A esa misma edad me quedé embarazada de uno de mis dos luceros, mi hijo mayor. Aunque todavía era una joven adolescente, saqué fuerzas para terminar mis estudios, criar a mi hijo y después trabajar en una fábrica y conseguir lo justo para llevar el pan a mi familia. 

Mientras, él seguía hostigándome. Era mi sombra. Un monstruo que un día me esperó en la esquina de mi calle dispuesto a matarme. Me agarró del pelo y me tiró al suelo hasta que consiguió meterme en el coche. Logré avisar a mi madre, pero ya era tarde. Apretó el acelerador tan rápido como sentía mis pulsaciones. Yo gritaba y rogaba que me dejara. Gritaba por mis hijos. Todavía no sé cómo sucedió, pero de repente paró y me dejó bajar del coche.

Lo estoy contando, salí con vida. En apenas dos meses, el miedo y la inseguridad me llevaron a poner un océano de por medio. Lo que no sabía es que, al otro lado, donde esperaba alejarme de esa violencia que todavía hoy me quita el sueño, la vida me tendía otra trampa.

Una conocida de mi padre nos dijo que en España podría trabajar como interna, limpiando en casas y que pronto conseguiría dinero para enviar a mi familia y salir adelante. Al llegar, las promesas se diluyeron pronto, mientras que las deudas y engaños crecieron, hasta tal punto de no tener un céntimo para comprar algo que llevarme a la boca.

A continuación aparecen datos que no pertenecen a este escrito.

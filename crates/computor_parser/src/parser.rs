//! Recursive-descent equation parser with one token of lookahead.
//!
//! ```text
//! equation  := expr '=' expr
//! expr      := term { ('+' | '-') term }
//! term      := factor { ['*'] factor }
//! factor    := NUMBER | '-' NUMBER | ['-'] power
//! power     := VARIABLE [ '^' ['-'] NUMBER | NUMBER ]
//! ```
//!
//! Without an explicit `*`, a following factor must start with a number or
//! the variable. A `-` after a complete factor is always the binary operator
//! of `expr`, so `2 -X` reads as `2 - X`.

use computor_ast::{Exponent, Monomial, Span, SparsePolynomial, Token, TokenKind, MAX_EXPONENT};
use tracing::debug;

use crate::error::ParseError;
use crate::lexer::tokenize;

/// Parser position: the token stream plus the single lookahead token.
///
/// Lives for exactly one `parse_tokens` call.
struct Cursor<'a, I> {
    tokens: I,
    lookahead: Option<Token<'a>>,
    /// Source range covered by the tokens consumed so far.
    consumed: Option<Span>,
}

impl<'a, I> Cursor<'a, I>
where
    I: Iterator<Item = Result<Token<'a>, ParseError>>,
{
    fn new(mut tokens: I) -> Result<Self, ParseError> {
        let lookahead = tokens.next().transpose()?;
        Ok(Self {
            tokens,
            lookahead,
            consumed: None,
        })
    }

    fn peek_kind(&self) -> Option<TokenKind> {
        self.lookahead.map(|t| t.kind)
    }

    /// Consume the lookahead if it has the given kind.
    fn accept_token(&mut self, kind: TokenKind) -> Result<Option<Token<'a>>, ParseError> {
        match self.lookahead {
            Some(token) if token.kind == kind => {
                self.consumed = Some(self.consumed.map_or(token.span, |s| s.join(token.span)));
                self.lookahead = self.tokens.next().transpose()?;
                Ok(Some(token))
            }
            _ => Ok(None),
        }
    }

    fn accept(&mut self, kind: TokenKind) -> Result<bool, ParseError> {
        Ok(self.accept_token(kind)?.is_some())
    }

    fn expect(&mut self, kind: TokenKind) -> Result<Token<'a>, ParseError> {
        match self.accept_token(kind)? {
            Some(token) => Ok(token),
            None => Err(self.unexpected(kind.to_string())),
        }
    }

    fn unexpected(&self, expected: impl Into<String>) -> ParseError {
        let expected = expected.into();
        match self.lookahead {
            Some(token) => ParseError::UnexpectedToken {
                expected,
                found: token.to_string(),
                span: token.span,
            },
            None => ParseError::UnexpectedToken {
                expected,
                found: "end of input".to_string(),
                span: Span::at(self.consumed.map_or(0, |s| s.end)),
            },
        }
    }
}

/// Parse an equation into `left - right` as a sparse polynomial.
pub fn parse(text: &str) -> Result<SparsePolynomial, ParseError> {
    parse_tokens(tokenize(text))
}

/// Parse a token stream, such as the one produced by [`tokenize`].
///
/// The stream is consumed once; a tokenization error stops parsing at the
/// point it is reached.
pub fn parse_tokens<'a, I>(tokens: I) -> Result<SparsePolynomial, ParseError>
where
    I: IntoIterator<Item = Result<Token<'a>, ParseError>>,
{
    let mut cursor = Cursor::new(tokens.into_iter())?;
    let poly = equation(&mut cursor)?;

    if let Some(token) = cursor.lookahead {
        return Err(ParseError::TrailingInput {
            found: token.to_string(),
            span: token.span,
        });
    }
    if !poly.is_finite() {
        return Err(out_of_range(cursor.consumed.unwrap_or_default()));
    }

    debug!(?poly, "parsed equation");
    Ok(poly)
}

fn equation<'a, I>(cursor: &mut Cursor<'a, I>) -> Result<SparsePolynomial, ParseError>
where
    I: Iterator<Item = Result<Token<'a>, ParseError>>,
{
    let lhs = expr(cursor)?;
    cursor.expect(TokenKind::Equals)?;
    let rhs = expr(cursor)?;
    Ok(lhs.subtract(&rhs))
}

fn expr<'a, I>(cursor: &mut Cursor<'a, I>) -> Result<SparsePolynomial, ParseError>
where
    I: Iterator<Item = Result<Token<'a>, ParseError>>,
{
    let mut poly = SparsePolynomial::new();
    poly.add_monomial(term(cursor)?);

    loop {
        if cursor.accept(TokenKind::Plus)? {
            poly.add_monomial(term(cursor)?);
        } else if cursor.accept(TokenKind::Minus)? {
            poly.add_monomial(term(cursor)?.negated());
        } else {
            break;
        }
    }

    Ok(poly)
}

fn term<'a, I>(cursor: &mut Cursor<'a, I>) -> Result<Monomial, ParseError>
where
    I: Iterator<Item = Result<Token<'a>, ParseError>>,
{
    let (mut product, mut span) = factor(cursor)?;

    loop {
        let explicit = cursor.accept(TokenKind::Star)?;
        let implicit = matches!(
            cursor.peek_kind(),
            Some(TokenKind::Number | TokenKind::Variable)
        );
        if !explicit && !implicit {
            break;
        }

        let (next, next_span) = factor(cursor)?;
        span = span.join(next_span);
        product = match product.checked_mul(next) {
            Some(product) => product,
            None if product.exponent.checked_add(next.exponent).is_none() => {
                return Err(too_large(span))
            }
            None => return Err(out_of_range(span)),
        };
    }

    Ok(product)
}

fn factor<'a, I>(cursor: &mut Cursor<'a, I>) -> Result<(Monomial, Span), ParseError>
where
    I: Iterator<Item = Result<Token<'a>, ParseError>>,
{
    if let Some(minus) = cursor.accept_token(TokenKind::Minus)? {
        let (monomial, span) = unsigned_factor(cursor)?;
        return Ok((monomial.negated(), minus.span.join(span)));
    }
    unsigned_factor(cursor)
}

fn unsigned_factor<'a, I>(cursor: &mut Cursor<'a, I>) -> Result<(Monomial, Span), ParseError>
where
    I: Iterator<Item = Result<Token<'a>, ParseError>>,
{
    if let Some(token) = cursor.accept_token(TokenKind::Number)? {
        return Ok((Monomial::constant(number_value(&token)?), token.span));
    }
    power(cursor)
}

fn power<'a, I>(cursor: &mut Cursor<'a, I>) -> Result<(Monomial, Span), ParseError>
where
    I: Iterator<Item = Result<Token<'a>, ParseError>>,
{
    let variable = match cursor.accept_token(TokenKind::Variable)? {
        Some(token) => token,
        None => return Err(cursor.unexpected("a number or 'X'")),
    };

    if cursor.accept(TokenKind::Caret)? {
        let minus = cursor.accept_token(TokenKind::Minus)?;
        let digits = cursor.expect(TokenKind::Number)?;
        let exponent = exponent_value(&digits, minus.is_some())?;
        return Ok((Monomial::new(1.0, exponent), variable.span.join(digits.span)));
    }

    if let Some(digits) = cursor.accept_token(TokenKind::Number)? {
        let exponent = exponent_value(&digits, false)?;
        return Ok((Monomial::new(1.0, exponent), variable.span.join(digits.span)));
    }

    Ok((Monomial::power(1.0, 1), variable.span))
}

fn number_value(token: &Token<'_>) -> Result<f64, ParseError> {
    match token.text.parse::<f64>() {
        Ok(value) if value.is_finite() => Ok(value),
        _ => Err(ParseError::semantic(
            format!("number {} is out of range", token.text),
            token.span,
        )),
    }
}

// Zero and negative powers fold into the constant term.
fn exponent_value(token: &Token<'_>, negative: bool) -> Result<Exponent, ParseError> {
    if token.text.contains('.') {
        return Err(ParseError::semantic(
            "power must be an integer",
            token.span,
        ));
    }
    if negative {
        return Ok(Exponent::Folded);
    }
    match token.text.parse::<u32>() {
        Ok(0) => Ok(Exponent::Folded),
        Ok(p) if p <= MAX_EXPONENT => Ok(Exponent::Power(p)),
        _ => Err(too_large(token.span)),
    }
}

fn out_of_range(span: Span) -> ParseError {
    ParseError::semantic("coefficient is out of range", span)
}

fn too_large(span: Span) -> ParseError {
    ParseError::semantic(
        format!("power is too large (maximum is {MAX_EXPONENT})"),
        span,
    )
}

Quise reclamar a aquella persona que supuestamente iba a ayudarme, pero recibí por respuesta unas palabras que jamás olvidaré: “Lo que hago es putear”.

Cuando escuché aquello, se derrumbó el mundo sobre mis hombros. Estaba acorralada. Evidentemente quería volver a mi país, pero no tenía forma de hacerlo y mi familia -ajena a ese calvario- necesitaba mi ayuda. Así fue cómo llegué a esa red, a ese laberinto. La primera vez que tuve que prostituirme no paré de llorar, las lágrimas que hoy se me escapan al recordarlo, no son nada comparadas con las de aquel día. Pedía perdón a dios una y otra vez. Me sentía sucia pero el agua de la ducha no lograba arrastrar ni la pena, ni la culpa, ni la vergüenza. Ni el dolor.

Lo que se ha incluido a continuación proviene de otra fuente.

use computor_engine::solve_equation;
use criterion::{black_box, criterion_group, criterion_main, BenchmarkId, Criterion};

fn bench_solve_equation(c: &mut Criterion) {
    let cases = [
        ("linear", "5 * X^0 + 4 * X^1 = 4 * X^0"),
        ("quadratic", "5 * X^0 + 4 * X^1 - 9.3 * X^2 = 1 * X^0"),
        ("complex", "X^2 + X + 1 = 0"),
        (
            "long",
            "1 + 2 * X + 3 * X^2 + 4 * X^3 + 5 * X^4 - 6 * X^5 = 7 * X^5 - 8 * X^4 + 9 * X^3",
        ),
    ];

    let mut group = c.benchmark_group("solve_equation");
    for (name, text) in cases {
        group.bench_with_input(BenchmarkId::from_parameter(name), text, |b, text| {
            b.iter(|| solve_equation(black_box(text)))
        });
    }
    group.finish();
}

criterion_group!(benches, bench_solve_equation);
criterion_main!(benches);
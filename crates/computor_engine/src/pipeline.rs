use computor_ast::{Normalized, SolutionSet};
use computor_formatter::{render, Line, RenderOptions, Rendered};
use computor_parser::parse;
use computor_solver::{normalize, solve};
use tracing::debug;

use crate::error::CoreError;

/// Result of one pipeline run.
#[derive(Debug, Clone, PartialEq)]
pub struct Report {
    pub normalized: Normalized,
    pub solution: SolutionSet,
    /// Reduced form and degree description.
    pub reduced_form: Vec<Line>,
    pub solution_lines: Vec<Line>,
}

impl Report {
    /// All display lines in output order.
    pub fn lines(&self) -> impl Iterator<Item = &Line> {
        self.reduced_form.iter().chain(self.solution_lines.iter())
    }
}

/// Parse, normalize and solve without rendering.
pub fn analyze(text: &str) -> Result<(Normalized, SolutionSet), CoreError> {
    debug!(input = text, "solving equation");
    let sparse = parse(text)?;
    let normalized = normalize(sparse);
    let solution = solve(&normalized)?;
    Ok((normalized, solution))
}

/// Run the whole pipeline with default rendering options.
pub fn solve_equation(text: &str) -> Result<Report, CoreError> {
    solve_equation_with(text, &RenderOptions::default())
}

pub fn solve_equation_with(text: &str, options: &RenderOptions) -> Result<Report, CoreError> {
    let (normalized, solution) = analyze(text)?;
    let Rendered {
        reduced_form,
        solution: solution_lines,
    } = render(&normalized, &solution, options);

    Ok(Report {
        normalized,
        solution,
        reduced_form,
        solution_lines,
    })
}
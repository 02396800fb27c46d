pub mod solve;
//! Polynomial representations: sparse (as parsed) and canonical (dense).

use std::collections::BTreeMap;
use std::fmt;

/// Largest exponent accepted anywhere in an equation.
///
/// The canonical form is dense, so this bounds its length.
pub const MAX_EXPONENT: u32 = 4096;

/// Exponent of a parsed monomial.
#[derive(Debug, Clone, Copy, PartialEq, Eq)]
pub enum Exponent {
    /// Regular power of the variable (0 for a bare number).
    Power(u32),
    /// Parsed power was zero or negative; the term folds into the constant.
    Folded,
}

impl Exponent {
    /// Exponent of a product. `Folded` absorbs everything.
    ///
    /// Returns `None` when the sum exceeds [`MAX_EXPONENT`].
    pub fn checked_add(self, other: Exponent) -> Option<Exponent> {
        match (self, other) {
            (Exponent::Folded, _) | (_, Exponent::Folded) => Some(Exponent::Folded),
            (Exponent::Power(a), Exponent::Power(b)) => a
                .checked_add(b)
                .filter(|sum| *sum <= MAX_EXPONENT)
                .map(Exponent::Power),
        }
    }
}

/// One parsed factor or term: `coefficient * X^exponent`.
#[derive(Debug, Clone, Copy, PartialEq)]
pub struct Monomial {
    pub coefficient: f64,
    pub exponent: Exponent,
}

impl Monomial {
    pub fn new(coefficient: f64, exponent: Exponent) -> Self {
        Self {
            coefficient,
            exponent,
        }
    }

    pub fn constant(coefficient: f64) -> Self {
        Self::new(coefficient, Exponent::Power(0))
    }

    pub fn power(coefficient: f64, exponent: u32) -> Self {
        Self::new(coefficient, Exponent::Power(exponent))
    }

    pub fn folded(coefficient: f64) -> Self {
        Self::new(coefficient, Exponent::Folded)
    }

    /// Product of two monomials, `None` if the exponent overflows or the
    /// coefficient is no longer finite.
    pub fn checked_mul(self, other: Monomial) -> Option<Monomial> {
        let exponent = self.exponent.checked_add(other.exponent)?;
        let coefficient = self.coefficient * other.coefficient;
        coefficient
            .is_finite()
            .then(|| Monomial::new(coefficient, exponent))
    }

    pub fn negated(self) -> Monomial {
        Monomial::new(-self.coefficient, self.exponent)
    }
}

/// Exponent -> coefficient mapping built by the parser.
///
/// Terms whose power was zero or negative never enter `terms`; they are
/// summed into the separate `folded` accumulator.
#[derive(Debug, Clone, Default, PartialEq)]
pub struct SparsePolynomial {
    terms: BTreeMap<u32, f64>,
    folded: f64,
}

impl SparsePolynomial {
    pub fn new() -> Self {
        Self::default()
    }

    /// Accumulate a monomial, summing coefficients of equal exponents.
    pub fn add_monomial(&mut self, monomial: Monomial) {
        match monomial.exponent {
            Exponent::Power(p) => *self.terms.entry(p).or_insert(0.0) += monomial.coefficient,
            Exponent::Folded => self.folded += monomial.coefficient,
        }
    }

    /// `self - rhs`, entry by entry. Exponents only present in `rhs` appear
    /// negated.
    pub fn subtract(mut self, rhs: &SparsePolynomial) -> SparsePolynomial {
        for (&exponent, &coefficient) in &rhs.terms {
            *self.terms.entry(exponent).or_insert(0.0) -= coefficient;
        }
        self.folded -= rhs.folded;
        self
    }

    pub fn coefficient(&self, exponent: u32) -> Option<f64> {
        self.terms.get(&exponent).copied()
    }

    pub fn terms(&self) -> impl Iterator<Item = (u32, f64)> + '_ {
        self.terms.iter().map(|(e, c)| (*e, *c))
    }

    pub fn folded(&self) -> f64 {
        self.folded
    }

    pub fn is_empty(&self) -> bool {
        self.terms.is_empty() && self.folded == 0.0
    }

    /// Every coefficient is finite, including the constant that normalization
    /// will build from `terms[0] + folded`.
    pub fn is_finite(&self) -> bool {
        let constant = self.coefficient(0).unwrap_or(0.0) + self.folded;
        constant.is_finite() && self.terms.values().all(|c| c.is_finite())
    }

    /// Consume into the raw map and the folded accumulator.
    pub fn into_parts(self) -> (BTreeMap<u32, f64>, f64) {
        (self.terms, self.folded)
    }
}

impl FromIterator<Monomial> for SparsePolynomial {
    fn from_iter<I: IntoIterator<Item = Monomial>>(iter: I) -> Self {
        let mut poly = SparsePolynomial::new();
        for monomial in iter {
            poly.add_monomial(monomial);
        }
        poly
    }
}

/// Dense coefficients `[c0, c1, ..., cn]`, index = exponent.
///
/// Invariant: `len > 1 => last != 0`.
#[derive(Debug, Clone, Default, PartialEq)]
pub struct CanonicalPolynomial {
    coefficients: Vec<f64>,
}

impl CanonicalPolynomial {
    /// Strip trailing zero coefficients until the last one is non-zero or
    /// a single coefficient remains.
    pub fn trimmed(mut coefficients: Vec<f64>) -> Self {
        while coefficients.len() > 1 && coefficients.last() == Some(&0.0) {
            coefficients.pop();
        }
        Self { coefficients }
    }

    pub fn coefficients(&self) -> &[f64] {
        &self.coefficients
    }

    /// Coefficient of `X^exponent`, zero past the end.
    pub fn coefficient(&self, exponent: usize) -> f64 {
        self.coefficients.get(exponent).copied().unwrap_or(0.0)
    }

    pub fn len(&self) -> usize {
        self.coefficients.len()
    }

    pub fn is_empty(&self) -> bool {
        self.coefficients.is_empty()
    }

    /// True for `[]` and `[0]`.
    pub fn is_zero(&self) -> bool {
        self.coefficients.iter().all(|c| *c == 0.0)
    }

    /// Sparse view without zero entries, for re-normalization.
    pub fn to_sparse(&self) -> SparsePolynomial {
        self.coefficients
            .iter()
            .enumerate()
            .filter(|(_, c)| **c != 0.0)
            .map(|(i, c)| Monomial::power(*c, i as u32))
            .collect()
    }
}

/// Effective degree of a reduced equation.
#[derive(Debug, Clone, Copy, PartialEq, Eq)]
pub enum Degree {
    /// `c = 0` with `c != 0`: no solution (degree -1).
    Contradiction,
    /// `0 = 0`: every real is a solution (degree 0).
    Identity,
    /// Regular polynomial degree, always >= 1.
    Exact(usize),
}

impl Degree {
    pub fn classify(polynomial: &CanonicalPolynomial) -> Degree {
        match polynomial.coefficients() {
            [] => Degree::Identity,
            [c] if *c == 0.0 => Degree::Identity,
            [_] => Degree::Contradiction,
            coefficients => Degree::Exact(coefficients.len() - 1),
        }
    }

    /// Numeric convention: -1, 0, or the polynomial degree.
    pub fn value(&self) -> i64 {
        match self {
            Degree::Contradiction => -1,
            Degree::Identity => 0,
            Degree::Exact(n) => *n as i64,
        }
    }
}

impl fmt::Display for Degree {
    fn fmt(&self, f: &mut fmt::Formatter<'_>) -> fmt::Result {
        write!(f, "{}", self.value())
    }
}

/// Canonical polynomial together with its classified degree.
#[derive(Debug, Clone, PartialEq)]
pub struct Normalized {
    pub polynomial: CanonicalPolynomial,
    pub degree: Degree,
}
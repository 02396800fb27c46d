//! Shared data model for the equation pipeline.
//!
//! Every stage (tokenizer, parser, normalizer, solver, presenter) speaks in
//! the types defined here. None of them carry state between equations.

pub mod polynomial;
pub mod solution;
pub mod span;
pub mod token;

pub use polynomial::{
    CanonicalPolynomial, Degree, Exponent, Monomial, Normalized, SparsePolynomial, MAX_EXPONENT,
};
pub use solution::SolutionSet;
pub use span::Span;
pub use token::{Token, TokenKind};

Después llegaron más veces. Y así fue como conocí a otras mujeres como yo, madres separadas de nuestros hijos a miles de kilómetros, engañadas con la promesa hueca de un trabajo digno que nos permitiera ofrecer un futuro para ellos. Vivíamos en una habitación con literas, encerradas todo el día. Yo tenía miedo, pero precisamente entre nosotras nos arropábamos. El calor y los momentos de consuelo los encontré en ellas, en mis compañeras. Nos peinábamos unas a otras e incluso algún día bromeábamos con que si nos metían presas no nos importaba...aquello ya era una cárcel. 

Por suerte logré huir de ahí. Pedí protección internacional y fue cómo llegué a Rescate, la ONG que me está acompañando en este nuevo camino donde vi la luz que necesitaba para salir de todo lo anterior. Con el apoyo de mi psicóloga estoy tratando de sanar, de olvidar. Pero es muy duro el proceso porque ya llegué marcada de mi país y, una vez aquí, el horror continuó. Pese a todo, cada día trato de recordarme a mí misma que nadie puede cortar mis alas y yo soy quién decido lo alto que puedo volar. 

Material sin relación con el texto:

//! JSON output types for `computor solve --format json`.
//!
//! Field names are a scripting contract; bump `SCHEMA_VERSION` when they change.

use computor_ast::{SolutionSet, Span};
use computor_engine::{CoreError, Report};
use computor_formatter::Role;
use serde::Serialize;

pub const SCHEMA_VERSION: u32 = 1;

/// Result of solving a single equation
#[derive(Serialize, Debug)]
pub struct SolveJsonOutput {
    pub schema_version: u32,
    pub ok: bool,
    pub input: String,

    /// Reduced polynomial without the `Reduced form:` label
    pub reduced_form: String,
    /// -1 for contradictions, 0 for identities
    pub degree: i64,
    /// Canonical coefficients, index = power of X
    pub coefficients: Vec<f64>,
    pub solution: SolutionJson,

    /// Text-mode output lines, uncolored
    pub lines: Vec<String>,
}

#[derive(Serialize, Debug)]
pub struct SolutionJson {
    /// all_reals, no_solution, one, two, two_complex, unsupported
    pub kind: &'static str,
    /// Real roots, lower root first
    pub values: Vec<f64>,
    #[serde(skip_serializing_if = "Option::is_none")]
    pub complex: Option<ComplexJson>,
}

#[derive(Serialize, Debug)]
pub struct ComplexJson {
    pub real: f64,
    pub imag: f64,
}

impl From<&SolutionSet> for SolutionJson {
    fn from(solution: &SolutionSet) -> Self {
        let complex = match *solution {
            SolutionSet::TwoComplex { real, imag } => Some(ComplexJson {
                real,
                imag: imag.abs(),
            }),
            _ => None,
        };
        Self {
            kind: solution.kind(),
            values: solution.real_roots(),
            complex,
        }
    }
}

impl SolveJsonOutput {
    pub fn from_report(input: &str, report: &Report) -> Self {
        let reduced_form = report
            .reduced_form
            .first()
            .and_then(|line| line.text_with_role(Role::Positive))
            .map(|text| text.trim_end_matches(" = 0").to_string())
            .unwrap_or_default();

        Self {
            schema_version: SCHEMA_VERSION,
            ok: true,
            input: input.to_string(),
            reduced_form,
            degree: report.normalized.degree.value(),
            coefficients: report.normalized.polynomial.coefficients().to_vec(),
            solution: SolutionJson::from(&report.solution),
            lines: report.lines().map(ToString::to_string).collect(),
        }
    }
}

/// An error result
#[derive(Serialize, Debug)]
pub struct ErrorJsonOutput {
    pub schema_version: u32,
    pub ok: bool,
    pub input: String,
    pub error: ErrorJson,
}

#[derive(Serialize, Debug)]
pub struct ErrorJson {
    /// tokenization, syntax, semantic, internal
    pub kind: &'static str,
    pub message: String,
    #[serde(skip_serializing_if = "Option::is_none")]
    pub span: Option<SpanJson>,
}

#[derive(Serialize, Debug)]
pub struct SpanJson {
    pub start: usize,
    pub end: usize,
}

impl From<Span> for SpanJson {
    fn from(span: Span) -> Self {
        Self {
            start: span.start,
            end: span.end,
        }
    }
}

impl ErrorJsonOutput {
    pub fn from_error(input: &str, error: &CoreError) -> Self {
        Self {
            schema_version: SCHEMA_VERSION,
            ok: false,
            input: input.to_string(),
            error: ErrorJson {
                kind: error.kind(),
                message: error.to_string(),
                span: error.span().map(SpanJson::from),
            },
        }
    }
}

Estoy viva. Por doloroso que sea, quiero contarlo para evitar que otras mujeres tengan que pasar por lo mismo. Quiero contarlo para que mis hijos sigan teniendo una madre y crezcan en el respeto. Ellos son mi fuerza para seguir.
Este ocho de marzo es posible que salga a la calle con otras mujeres para gritar por nuestros derechos. O, quién sabe, quizás prefiero acudir en silencio. Pero lo que es seguro es que estarán en mis pensamientos todas esas mujeres que he conocido a lo largo de mi vida. Mujeres que, si fueran una flor, serían la flor de loto -mi favorita-, la única capaz de brotar en medio de la maleza.